You will understand now that yours is unique in all the world.
Then come back to say goodbye to me, and I will make you a present of a secret.”

The little prince went away, to look again at the roses.

“You are not at all like my rose,” he said. “As yet you are nothing.
No one has tamed you, and you have tamed no one.
You are like my fox when I first knew him. He was only a fox
like a hundred thousand other foxes. But I have made a friend,
and now he is unique in all the world.”

And the roses were very much embarrassed.

“You are beautiful, but you are empty,” he went on.
“One could not die for you. To be sure, an ordinary passerby would think
that my rose looked just like you–the rose that belongs to me.
But in herself alone she is more important than all the hundreds of you
other roses: because it is she that I have watered; because it is she
that I have put under the glass globe; because it is for her
that I have killed the caterpillars (except the two or three we saved
to become butterflies); because it is she that I have listened to,
when she grumbled, or boasted, or even sometimes when she said nothing.
Because she is my rose.”

And he went back to meet the fox. “Goodbye,” he said.

“Goodbye,” said the fox. “And now here is my secret, a very simple secret:
It is only with the heart that one can see rightly; what is essential is invisible to the eye.”

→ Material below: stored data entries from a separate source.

// SPDX-FileCopyrightText: 2026 SchedCC Contributors
//
// SPDX-License-Identifier: Apache-2.0

use std::{error::Error, ffi::OsString, path::PathBuf};

use clap::{ArgMatches, Command, ValueHint, arg, builder::styling, crate_version, value_parser};
use colored::Colorize;
use futures::{FutureExt, future::BoxFuture};
use schedcc_core::{APP_NAME, SchedCc};
use tracing_subscriber::EnvFilter;

use crate::cmd_dashboard::CmdDashboard;
use crate::cmd_event::{CmdEventExport, CmdEventNew, CmdEventSearch};
use crate::cmd_generate_completion::CmdGenerateCompletion;
use crate::config::parse_config;

const SCHEDCC_LOG_ENV: &str = "SCHEDCC_LOG";

/// Run the SchedCC command-line interface.
pub async fn run() -> Result<(), Box<dyn Error>> {
    init_tracing();
    match Cli::parse() {
        Ok(cli) => {
            if let Err(e) = cli.run().await {
                println!("{} {}", "Error:".red(), e);
            }
        }
        Err(e) => println!("{} {}", "Error:".red(), e),
    };
    Ok(())
}

fn init_tracing() {
    let filter =
        EnvFilter::try_from_env(SCHEDCC_LOG_ENV).unwrap_or_else(|_| EnvFilter::new("warn"));
    tracing_subscriber::fmt()
        .with_env_filter(filter)
        .with_writer(std::io::stderr)
        .init();
}

/// Command-line interface
#[derive(Debug)]
pub struct Cli {
    /// Path to the configuration file
    pub config: Option<PathBuf>,

    /// The command to execute
    pub command: Commands,
}

impl Cli {
    /// Create the command-line interface
    pub fn command() -> Command {
        const STYLES: styling::Styles = styling::Styles::styled()
            .header(styling::AnsiColor::Green.on_default().bold())
            .usage(styling::AnsiColor::Green.on_default().bold())
            .literal(styling::AnsiColor::Blue.on_default().bold())
            .placeholder(styling::AnsiColor::Cyan.on_default());

        Command::new(APP_NAME)
            .about("Scheduling command center: find, add and export training bookings.")
            .version(crate_version!())
            .styles(STYLES)
            .subcommand_required(false) // allow default to home
            .arg_required_else_help(false)
            .arg(
                arg!(-c --config [CONFIG] "Path to the configuration file")
                    .long_help(
                        "\
Path to the configuration file. Defaults to $XDG_CONFIG_HOME/schedcc/config.toml on Linux and MacOS, \
%LOCALAPPDATA%/schedcc/config.toml on Windows.",
                    )
                    .value_parser(value_parser!(PathBuf))
                    .value_hint(ValueHint::FilePath),
            )
            .subcommand(CmdDashboard::command())
            .subcommand(CmdEventNew::command())
            .subcommand(CmdEventSearch::command())
            .subcommand(CmdEventExport::command())
            .subcommand(CmdGenerateCompletion::command())
    }

    /// Parse the command-line arguments
    pub fn parse() -> Result<Self, Box<dyn Error>> {
        let commands = Self::command();
        let matches = commands.get_matches();
        Self::from(matches)
    }

    /// Parse the specified arguments
    pub fn try_parse_from<I, T>(args: I) -> Result<Self, Box<dyn Error>>
    where
        I: IntoIterator<Item = T>,
        T: Into<OsString> + Clone,
    {
        let commands = Self::command();
        let matches = commands.try_get_matches_from(args)?;
        Self::from(matches)
    }

    /// Create a CLI instance from the `ArgMatches`
    pub fn from(matches: ArgMatches) -> Result<Self, Box<dyn Error>> {
        use Commands::*;
        let command = match matches.subcommand() {
            Some((CmdDashboard::NAME, matches)) => Home(CmdDashboard::from(matches)),
            Some((CmdEventNew::NAME, matches)) => New(CmdEventNew::from(matches)),
            Some((CmdEventSearch::NAME, matches)) => Search(CmdEventSearch::from(matches)?),
            Some((CmdEventExport::NAME, matches)) => Export(CmdEventExport::from(matches)?),
            Some((CmdGenerateCompletion::NAME, matches)) => {
                GenerateCompletion(CmdGenerateCompletion::from(matches))
            }
            None => Home(CmdDashboard),
            Some((name, _)) => return Err(format!("Unknown command: {name}").into()),
        };

        let config = matches.get_one("config").cloned();
        Ok(Cli { config, command })
    }

    /// Run the command
    pub async fn run(self) -> Result<(), Box<dyn Error>> {
        self.command.run(self.config).await
    }
}

/// The commands available in the CLI
#[derive(Debug, Clone)]
pub enum Commands {
    /// Show the home screen
    Home(CmdDashboard),

    /// Preview a new event
    New(CmdEventNew),

    /// Search events
    Search(CmdEventSearch),

    /// Export the filtered events
    Export(CmdEventExport),

    /// Generate shell completion
    GenerateCompletion(CmdGenerateCompletion),
}

impl Commands {
    /// Run the command with the given configuration
    #[rustfmt::skip]
    pub async fn run(self, config: Option<PathBuf>) -> Result<(), Box<dyn Error>> {
        use Commands::*;
        match self {
            Home(a)   => Self::run_with(config, |x| a.run(x).boxed()).await,
            New(a)    => Self::run_with(config, |x| a.run(x).boxed()).await,
            Search(a) => Self::run_with(config, |x| a.run(x).boxed()).await,
            Export(a) => Self::run_with(config, |x| a.run(x).boxed()).await,
            GenerateCompletion(a) => a.run(),
        }
    }

    async fn run_with<F>(config: Option<PathBuf>, f: F) -> Result<(), Box<dyn Error>>
    where
        F: for<'a> FnOnce(&'a SchedCc) -> BoxFuture<'a, Result<(), Box<dyn Error>>>,
    {
        tracing::debug!("parsing configuration...");
        let config = parse_config(config).await?;
        let sc = SchedCc::new(config).await?;

        f(&sc).await
    }
}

“What is essential is invisible to the eye,” the little prince repeated, so that he would be sure to remember.

“It is the time you have wasted for your rose that makes your rose so important.

“It is the time I have wasted for my rose—” said the little prince so he would be sure to remember.

“Men have forgotten this truth,” said the fox. “But you must not forget it.
You become responsible, forever, for what you have tamed.
You are responsible for your rose . . . “

“I am responsible for my rose,” the little prince repeated,
so that he would be sure to remember.